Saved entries

####################

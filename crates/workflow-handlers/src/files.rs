//! File system handlers.
//!
//! `ListDirectoryHandler` runs on the execution interval and publishes the
//! paths of regular files it finds; `ReadFileHandler` turns a path into the
//! file's contents. Chained, they form a simple directory watcher.

use crate::error::HandlersError;
use crate::output::Output;
use parking_lot::Mutex;
use std::collections::HashMap;
use std::path::{Path, PathBuf};
use std::sync::Arc;
use std::time::{Duration, Instant};
use tracing::{debug, info};
use workflow_bus::Payload;
use workflow_engine::{
    async_trait, Configuration, Handler, HandlerContext, HandlerError, PropertyError,
    PropertyKind,
};
use workflow_telemetry::MetricProvider;

/// Lists a directory and publishes each regular file's path.
///
/// Properties:
/// - `path` (string, required): directory to list.
/// - `buffertime` (int seconds, default 0): a path is published again only
///   after this many seconds; 0 publishes each path once.
///
/// An incoming payload, if any, only triggers a listing; its data is ignored.
pub struct ListDirectoryHandler {
    cfg: Configuration,
    path: PathBuf,
    buffer_time: Option<Duration>,
    /// Path -> when it was last published.
    seen: Mutex<HashMap<PathBuf, Instant>>,
    output: Output,
}

impl ListDirectoryHandler {
    #[must_use]
    pub fn new() -> Self {
        let cfg = Configuration::new();
        // Declared on a fresh configuration, cannot collide.
        let _ = cfg.add_property("path", "directory to list", PropertyKind::String, true);
        let _ = cfg.add_property_with_default(
            "buffertime",
            "seconds before an already published path is published again",
            0_i64,
            false,
        );
        Self {
            cfg,
            path: PathBuf::new(),
            buffer_time: None,
            seen: Mutex::new(HashMap::new()),
            output: Output::default(),
        }
    }

    /// Regular files in the directory, sorted for stable output.
    async fn list(&self) -> Result<Vec<PathBuf>, HandlerError> {
        let mut entries = tokio::fs::read_dir(&self.path).await?;
        let mut files = Vec::new();
        while let Some(entry) = entries.next_entry().await? {
            if entry.file_type().await?.is_file() {
                files.push(entry.path());
            }
        }
        files.sort();
        Ok(files)
    }

    /// Record `path` as published now unless it is still inside its window.
    fn claim(&self, path: &Path, now: Instant) -> bool {
        let mut seen = self.seen.lock();
        match (seen.get(path), self.buffer_time) {
            (Some(_), None) => false,
            (Some(last), Some(window)) if now.duration_since(*last) < window => false,
            _ => {
                seen.insert(path.to_path_buf(), now);
                true
            }
        }
    }

    /// Undo a claim whose publish failed so the next listing retries it.
    fn release(&self, path: &Path) {
        self.seen.lock().remove(path);
    }

    /// Forget paths that disappeared from the directory.
    fn forget_missing(&self, present: &[PathBuf]) {
        self.seen.lock().retain(|path, _| present.contains(path));
    }
}

impl Default for ListDirectoryHandler {
    fn default() -> Self {
        Self::new()
    }
}

#[async_trait]
impl Handler for ListDirectoryHandler {
    fn name(&self) -> &'static str {
        "list_directory"
    }

    async fn handle(
        &self,
        ctx: &HandlerContext,
        _payload: Option<Payload>,
        egress: &[String],
    ) -> Result<(), HandlerError> {
        let files = self.list().await?;
        self.forget_missing(&files);

        let source = self.path.to_string_lossy().into_owned();
        let now = Instant::now();
        for file in &files {
            if !self.claim(file, now) {
                continue;
            }
            let found = Payload::new(source.clone(), file.to_string_lossy().into_owned());
            if let Err(e) = self.output.emit(ctx, egress, &found) {
                self.release(file);
                return Err(e);
            }
        }
        debug!(directory = %source, files = files.len(), "Directory listed");
        Ok(())
    }

    fn configuration(&self) -> &Configuration {
        &self.cfg
    }

    fn validate_configuration(&mut self) -> Result<(), PropertyError> {
        self.cfg.validate()?;
        let path = self.cfg.get_string("path").unwrap_or_default();
        if path.is_empty() {
            return Err(PropertyError::InvalidValue {
                name: "path".to_string(),
                reason: "must not be empty".to_string(),
            });
        }
        let seconds = self.cfg.get_int("buffertime").unwrap_or(0);
        if seconds < 0 {
            return Err(PropertyError::InvalidValue {
                name: "buffertime".to_string(),
                reason: "must not be negative".to_string(),
            });
        }
        self.path = PathBuf::from(path);
        self.buffer_time = (seconds > 0).then(|| Duration::from_secs(seconds as u64));
        Ok(())
    }

    fn set_metric_provider(&mut self, provider: Arc<dyn MetricProvider>, label: &str) {
        self.output.attach(provider, label);
    }
}

/// Reads the file named by the payload and publishes its contents.
///
/// Properties:
/// - `remove_after` (bool, required): delete the file once read.
///
/// The published payload carries the file path as its source.
pub struct ReadFileHandler {
    cfg: Configuration,
    remove_after: bool,
    output: Output,
}

impl ReadFileHandler {
    #[must_use]
    pub fn new() -> Self {
        let cfg = Configuration::new();
        // Declared on a fresh configuration, cannot collide.
        let _ = cfg.add_property(
            "remove_after",
            "delete files after reading them",
            PropertyKind::Bool,
            true,
        );
        Self {
            cfg,
            remove_after: false,
            output: Output::default(),
        }
    }
}

impl Default for ReadFileHandler {
    fn default() -> Self {
        Self::new()
    }
}

#[async_trait]
impl Handler for ReadFileHandler {
    fn name(&self) -> &'static str {
        "read_file"
    }

    async fn handle(
        &self,
        ctx: &HandlerContext,
        payload: Option<Payload>,
        egress: &[String],
    ) -> Result<(), HandlerError> {
        let payload = payload.ok_or(HandlerError::IngressRequired)?;
        let path = payload.as_text().trim().to_string();

        let metadata = tokio::fs::metadata(&path).await?;
        if !metadata.is_file() {
            return Err(HandlersError::NotAFile { path }.into());
        }

        let contents = tokio::fs::read(&path).await?;
        self.output
            .emit(ctx, egress, &Payload::new(path.clone(), contents))?;

        if self.remove_after {
            tokio::fs::remove_file(&path).await?;
            info!(path = %path, "File removed after reading");
        }
        Ok(())
    }

    fn configuration(&self) -> &Configuration {
        &self.cfg
    }

    fn validate_configuration(&mut self) -> Result<(), PropertyError> {
        self.cfg.validate()?;
        self.remove_after = self.cfg.get_bool("remove_after").unwrap_or(false);
        Ok(())
    }

    fn set_metric_provider(&mut self, provider: Arc<dyn MetricProvider>, label: &str) {
        self.output.attach(provider, label);
    }
}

####################

Reproduce the data exactly, character for character.

filename crates/workflow-handlers/src/files.rs
//! File system handlers.
//!
//! `ListDirectoryHandler` runs on the execution interval and publishes the
//! paths of regular files it finds; `ReadFileHandler` turns a path into the
//! file's contents. Chained, they form a simple directory watcher.

use crate::error::HandlersError;
use crate::output::Output;
use parking_lot::Mutex;
use std::collections::HashMap;
use std::path::{Path, PathBuf};
use std::sync::Arc;
use std::time::{Duration, Instant};
use tracing::{debug, info};
use workflow_bus::Payload;
use workflow_engine::{
    async_trait, Configuration, Handler, HandlerContext, HandlerError, PropertyError,
    PropertyKind,
};
use workflow_telemetry::MetricProvider;

/// Lists a directory and publishes each regular file's path.
///
/// Properties:
/// - `path` (string, required): directory to list.
/// - `buffertime` (int seconds, default 0): a path is published again only
///   after this many seconds; 0 publishes each path once.
///
/// An incoming payload, if any, only triggers a listing; its data is ignored.
pub struct ListDirectoryHandler {
    cfg: Configuration,
    path: PathBuf,
    buffer_time: Option<Duration>,
    /// Path -> when it was last published.
    seen: Mutex<HashMap<PathBuf, Instant>>,
    output: Output,
}

impl ListDirectoryHandler {
    #[must_use]
    pub fn new() -> Self {
        let cfg = Configuration::new();
        // Declared on a fresh configuration, cannot collide.
        let _ = cfg.add_property("path", "directory to list", PropertyKind::String, true);
        let _ = cfg.add_property_with_default(
            "buffertime",
            "seconds before an already published path is published again",
            0_i64,
            false,
        );
        Self {
            cfg,
            path: PathBuf::new(),
            buffer_time: None,
            seen: Mutex::new(HashMap::new()),
            output: Output::default(),
        }
    }

    /// Regular files in the directory, sorted for stable output.
    async fn list(&self) -> Result<Vec<PathBuf>, HandlerError> {
        let mut entries = tokio::fs::read_dir(&self.path).await?;
        let mut files = Vec::new();
        while let Some(entry) = entries.next_entry().await? {
            if entry.file_type().await?.is_file() {
                files.push(entry.path());
            }
        }
        files.sort();
        Ok(files)
    }

    /// Record `path` as published now unless it is still inside its window.
    fn claim(&self, path: &Path, now: Instant) -> bool {
        let mut seen = self.seen.lock();
        match (seen.get(path), self.buffer_time) {
            (Some(_), None) => false,
            (Some(last), Some(window)) if now.duration_since(*last) < window => false,
            _ => {
                seen.insert(path.to_path_buf(), now);
                true
            }
        }
    }

    /// Undo a claim whose publish failed so the next listing retries it.
    fn release(&self, path: &Path) {
        self.seen.lock().remove(path);
    }

    /// Forget paths that disappeared from the directory.
    fn forget_missing(&self, present: &[PathBuf]) {
        self.seen.lock().retain(|path, _| present.contains(path));
    }
}

impl Default for ListDirectoryHandler {
    fn default() -> Self {
        Self::new()
    }
}

#[async_trait]
impl Handler for ListDirectoryHandler {
    fn name(&self) -> &'static str {
        "list_directory"
    }

    async fn handle(
        &self,
        ctx: &HandlerContext,
        _payload: Option<Payload>,
        egress: &[String],
    ) -> Result<(), HandlerError> {
        let files = self.list().await?;
        self.forget_missing(&files);

        let source = self.path.to_string_lossy().into_owned();
        let now = Instant::now();
        for file in &files {
            if !self.claim(file, now) {
                continue;
            }
            let found = Payload::new(source.clone(), file.to_string_lossy().into_owned());
            if let Err(e) = self.output.emit(ctx, egress, &found) {
                self.release(file);
                return Err(e);
            }
        }
        debug!(directory = %source, files = files.len(), "Directory listed");
        Ok(())
    }

    fn configuration(&self) -> &Configuration {
        &self.cfg
    }

    fn validate_configuration(&mut self) -> Result<(), PropertyError> {
        self.cfg.validate()?;
        let path = self.cfg.get_string("path").unwrap_or_default();
        if path.is_empty() {
            return Err(PropertyError::InvalidValue {
                name: "path".to_string(),
                reason: "must not be empty".to_string(),
            });
        }
        let seconds = self.cfg.get_int("buffertime").unwrap_or(0);
        if seconds < 0 {
            return Err(PropertyError::InvalidValue {
                name: "buffertime".to_string(),
                reason: "must not be negative".to_string(),
            });
        }
        self.path = PathBuf::from(path);
        self.buffer_time = (seconds > 0).then(|| Duration::from_secs(seconds as u64));
        Ok(())
    }

    fn set_metric_provider(&mut self, provider: Arc<dyn MetricProvider>, label: &str) {
        self.output.attach(provider, label);
    }
}

/// Reads the file named by the payload and publishes its contents.
///
/// Properties:
/// - `remove_after` (bool, required): delete the file once read.
///
/// The published payload carries the file path as its source.
pub struct ReadFileHandler {
    cfg: Configuration,
    remove_after: bool,
    output: Output,
}

impl ReadFileHandler {
    #[must_use]
    pub fn new() -> Self {
        let cfg = Configuration::new();
        // Declared on a fresh configuration, cannot collide.
        let _ = cfg.add_property(
            "remove_after",
            "delete files after reading them",
            PropertyKind::Bool,
            true,
        );
        Self {
            cfg,
            remove_after: false,
            output: Output::default(),
        }
    }
}

impl Default for ReadFileHandler {
    fn default() -> Self {
        Self::new()
    }
}

#[async_trait]
impl Handler for ReadFileHandler {
    fn name(&self) -> &'static str {
        "read_file"
    }

    async fn handle(
        &self,
        ctx: &HandlerContext,
        payload: Option<Payload>,
        egress: &[String],
    ) -> Result<(), HandlerError> {
        let payload = payload.ok_or(HandlerError::IngressRequired)?;
        let path = payload.as_text().trim().to_string();

        let metadata = tokio::fs::metadata(&path).await?;
        if !metadata.is_file() {
            return Err(HandlersError::NotAFile { path }.into());
        }

        let contents = tokio::fs::read(&path).await?;
        self.output
            .emit(ctx, egress, &Payload::new(path.clone(), contents))?;

        if self.remove_after {
            tokio::fs::remove_file(&path).await?;
            info!(path = %path, "File removed after reading");
        }
        Ok(())
    }

    fn configuration(&self) -> &Configuration {
        &self.cfg
    }

    fn validate_configuration(&mut self) -> Result<(), PropertyError> {
        self.cfg.validate()?;
        self.remove_after = self.cfg.get_bool("remove_after").unwrap_or(false);
        Ok(())
    }

    fn set_metric_provider(&mut self, provider: Arc<dyn MetricProvider>, label: &str) {
        self.output.attach(provider, label);
    }
}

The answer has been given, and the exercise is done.